Following his father’s advice
Born in Saudi Arabia, Alhelal first came to the United States as an ESL student attending Auburn University, but then transferred to Tuskegee after hearing about its mechanical engineering program. Currently, he is on a scholarship funded by the Saudi Arabian government, which he says has been a great benefit to him and his family.
“My dad was really instrumental in my decision to come to the United States. He told me, ‘you’re going to college in the states,’” Alhelal recalled. “There wasn’t much of a choice — I listened because I knew he wanted to prepare me for success.”
Alhelal recalls that pursuing a U.S.-based education made learning English vitally important to that success.
“I only knew 10 words when I first started the ESL program,” he said. “I was determined to learn English because it was a requirement to get into college.”

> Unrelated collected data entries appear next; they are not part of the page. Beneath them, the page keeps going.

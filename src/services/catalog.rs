//! Catalog management service

use std::sync::Arc;

use async_trait::async_trait;
use chrono::Utc;
use validator::Validate;

use crate::{
    error::{AppError, AppResult},
    models::{
        category::{Category, CreateCategory},
        item::{
            CatalogItem, CreateItem, DownloadLink, DownloadPermission, ItemKind, ItemQuery, MediaType,
            SearchSuggestion, UpdateItem,
        },
    },
    repository::Repository,
};

/// Items returned by [`CatalogService::related_items`]
const RELATED_LIMIT: i64 = 4;
/// Suggestions of each kind returned by [`CatalogService::suggestions`]
const SUGGESTION_LIMIT: i64 = 5;
/// Shorter fragments get no suggestions
const SUGGESTION_MIN_CHARS: usize = 2;

/// Called after every successful item create or update.
///
/// Hooks cannot fail the write that triggered them; they handle their own
/// errors.
#[async_trait]
pub trait CatalogHook: Send + Sync {
    async fn item_saved(&self, item: &CatalogItem);
}

#[derive(Clone)]
pub struct CatalogService {
    repository: Repository,
    hooks: Vec<Arc<dyn CatalogHook>>,
}

impl CatalogService {
    pub fn new(repository: Repository) -> Self {
        Self {
            repository,
            hooks: Vec::new(),
        }
    }

    /// Register a post-write hook
    pub fn with_hook(mut self, hook: Arc<dyn CatalogHook>) -> Self {
        self.hooks.push(hook);
        self
    }

    async fn notify_saved(&self, item: &CatalogItem) {
        for hook in &self.hooks {
            hook.item_saved(item).await;
        }
    }

    /// Store connectivity check
    pub async fn ping(&self) -> AppResult<()> {
        self.repository.catalog.ping().await
    }

    /// Search items with filters
    pub async fn search_items(&self, query: &ItemQuery) -> AppResult<(Vec<CatalogItem>, i64)> {
        self.repository.catalog.search(query).await
    }

    pub async fn get_item(&self, id: &str) -> AppResult<CatalogItem> {
        self.repository
            .catalog
            .get(id)
            .await?
            .ok_or_else(|| AppError::NotFound(format!("Item {} not found", id)))
    }

    /// Listed items filed under the same categories, most overlap first
    pub async fn related_items(&self, id: &str) -> AppResult<Vec<CatalogItem>> {
        let item = self.get_item(id).await?;
        if item.categories.is_empty() {
            return Ok(Vec::new());
        }
        self.repository.catalog.related(&item, RELATED_LIMIT).await
    }

    /// Type-ahead titles and authors for a search fragment
    pub async fn suggestions(&self, fragment: &str) -> AppResult<Vec<SearchSuggestion>> {
        let term = fragment.trim().to_lowercase();
        if term.chars().count() < SUGGESTION_MIN_CHARS {
            return Ok(Vec::new());
        }
        self.repository.catalog.suggest(&term, SUGGESTION_LIMIT).await
    }

    /// Every requested category must exist
    async fn check_categories(&self, names: &[String]) -> AppResult<()> {
        if names.is_empty() {
            return Ok(());
        }
        let known = self.repository.catalog.list_categories().await?;
        for name in names {
            if !known.iter().any(|c| c.name.eq_ignore_ascii_case(name)) {
                return Err(AppError::BadRequest(format!("Unknown category: {}", name)));
            }
        }
        Ok(())
    }

    pub async fn create_item(&self, request: CreateItem) -> AppResult<CatalogItem> {
        request.validate()?;
        self.check_categories(&request.categories).await?;

        let media_type = request.media_type.unwrap_or(MediaType::Book);
        let kind = request.kind.unwrap_or(match media_type {
            MediaType::Book => ItemKind::Physical,
            MediaType::Video => ItemKind::Digital,
        });

        if media_type == MediaType::Video && kind == ItemKind::Physical {
            return Err(AppError::BadRequest("Videos can only be catalogued as digital items".to_string()));
        }

        let copies = match kind {
            ItemKind::Physical => request.total_copies.unwrap_or(1),
            ItemKind::Digital if request.total_copies.unwrap_or(0) > 0 => {
                return Err(AppError::BadRequest("Digital items have no lendable copies".to_string()));
            }
            ItemKind::Digital => 0,
        };

        let now = Utc::now();
        let item = CatalogItem {
            id: CatalogItem::generate_id(media_type),
            title: request.title.trim().to_string(),
            author: request.author.trim().to_string(),
            description: request.description,
            publisher: request.publisher,
            media_type,
            kind,
            total_copies: copies,
            available_copies: copies,
            is_available: request.is_available.unwrap_or(true),
            categories: request.categories,
            external_source: request.external_source,
            download_permission: request.download_permission.unwrap_or_default(),
            created_at: now,
            updated_at: now,
        };

        let created = self.repository.catalog.create(&item).await?;
        tracing::info!(item_id = %created.id, "Catalog item created: {}", created.title);

        self.notify_saved(&created).await;
        Ok(created)
    }

    /// Partial update; a new copy count shifts the available count by the same delta
    pub async fn update_item(&self, id: &str, update: UpdateItem) -> AppResult<CatalogItem> {
        update.validate()?;
        if let Some(ref categories) = update.categories {
            self.check_categories(categories).await?;
        }

        let mut item = self.get_item(id).await?;

        let copies_delta = match update.total_copies {
            Some(total) if item.kind == ItemKind::Digital && total != 0 => {
                return Err(AppError::BadRequest("Digital items have no lendable copies".to_string()));
            }
            Some(total) => total - item.total_copies,
            None => 0,
        };

        if let Some(title) = update.title {
            item.title = title.trim().to_string();
        }
        if let Some(author) = update.author {
            item.author = author.trim().to_string();
        }
        if let Some(description) = update.description {
            item.description = description;
        }
        if update.publisher.is_some() {
            item.publisher = update.publisher;
        }
        if let Some(is_available) = update.is_available {
            item.is_available = is_available;
        }
        if let Some(categories) = update.categories {
            item.categories = categories;
        }
        if update.external_source.is_some() {
            item.external_source = update.external_source;
        }
        if let Some(permission) = update.download_permission {
            item.download_permission = permission;
        }
        item.updated_at = Utc::now();

        let updated = self.repository.catalog.update(&item, copies_delta).await?;
        tracing::info!(item_id = %updated.id, copies_delta, "Catalog item updated");

        self.notify_saved(&updated).await;
        Ok(updated)
    }

    /// Delete an item; refused while copies are on loan
    pub async fn delete_item(&self, id: &str) -> AppResult<()> {
        self.repository.catalog.delete(id).await?;
        tracing::info!(item_id = %id, "Catalog item deleted");
        Ok(())
    }

    /// Link to the item's digital resource, if the caller may fetch it
    pub async fn download_link(&self, id: &str, authenticated: bool) -> AppResult<DownloadLink> {
        let item = self.get_item(id).await?;

        match item.download_permission {
            DownloadPermission::None => {
                return Err(AppError::Authorization("Downloads are disabled for this item".to_string()));
            }
            DownloadPermission::Authenticated if !authenticated => {
                return Err(AppError::Authentication("Sign in to download this item".to_string()));
            }
            _ => {}
        }

        let url = item
            .external_source
            .ok_or_else(|| AppError::NotFound(format!("Item {} has no downloadable resource", id)))?;

        Ok(DownloadLink { item_id: item.id, url })
    }

    pub async fn list_categories(&self) -> AppResult<Vec<Category>> {
        self.repository.catalog.list_categories().await
    }

    pub async fn create_category(&self, request: CreateCategory) -> AppResult<Category> {
        request.validate()?;
        let category = self
            .repository
            .catalog
            .create_category(request.name.trim(), &request.description)
            .await?;
        tracing::info!(category_id = category.id, "Category created: {}", category.name);
        Ok(category)
    }

    pub async fn delete_category(&self, id: i32) -> AppResult<()> {
        self.repository.catalog.delete_category(id).await
    }
}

Alhelal says he was first introduced to Tuskegee by professors who encouraged him to look into Tuskegee’s degree programs. Eight years later, Alhelal holds both bachelor’s and master’s degrees in mechanical engineering from Tuskegee — and he says his experience has been ‘inspiring.’
“I didn’t know what Tuskegee was at the time, and I definitely didn’t know it was an HBCU and the meaning behind it,” he explained. “Since that time, I’ve been able to network with some of the brightest individuals and meet different people who have inspired me professionally.”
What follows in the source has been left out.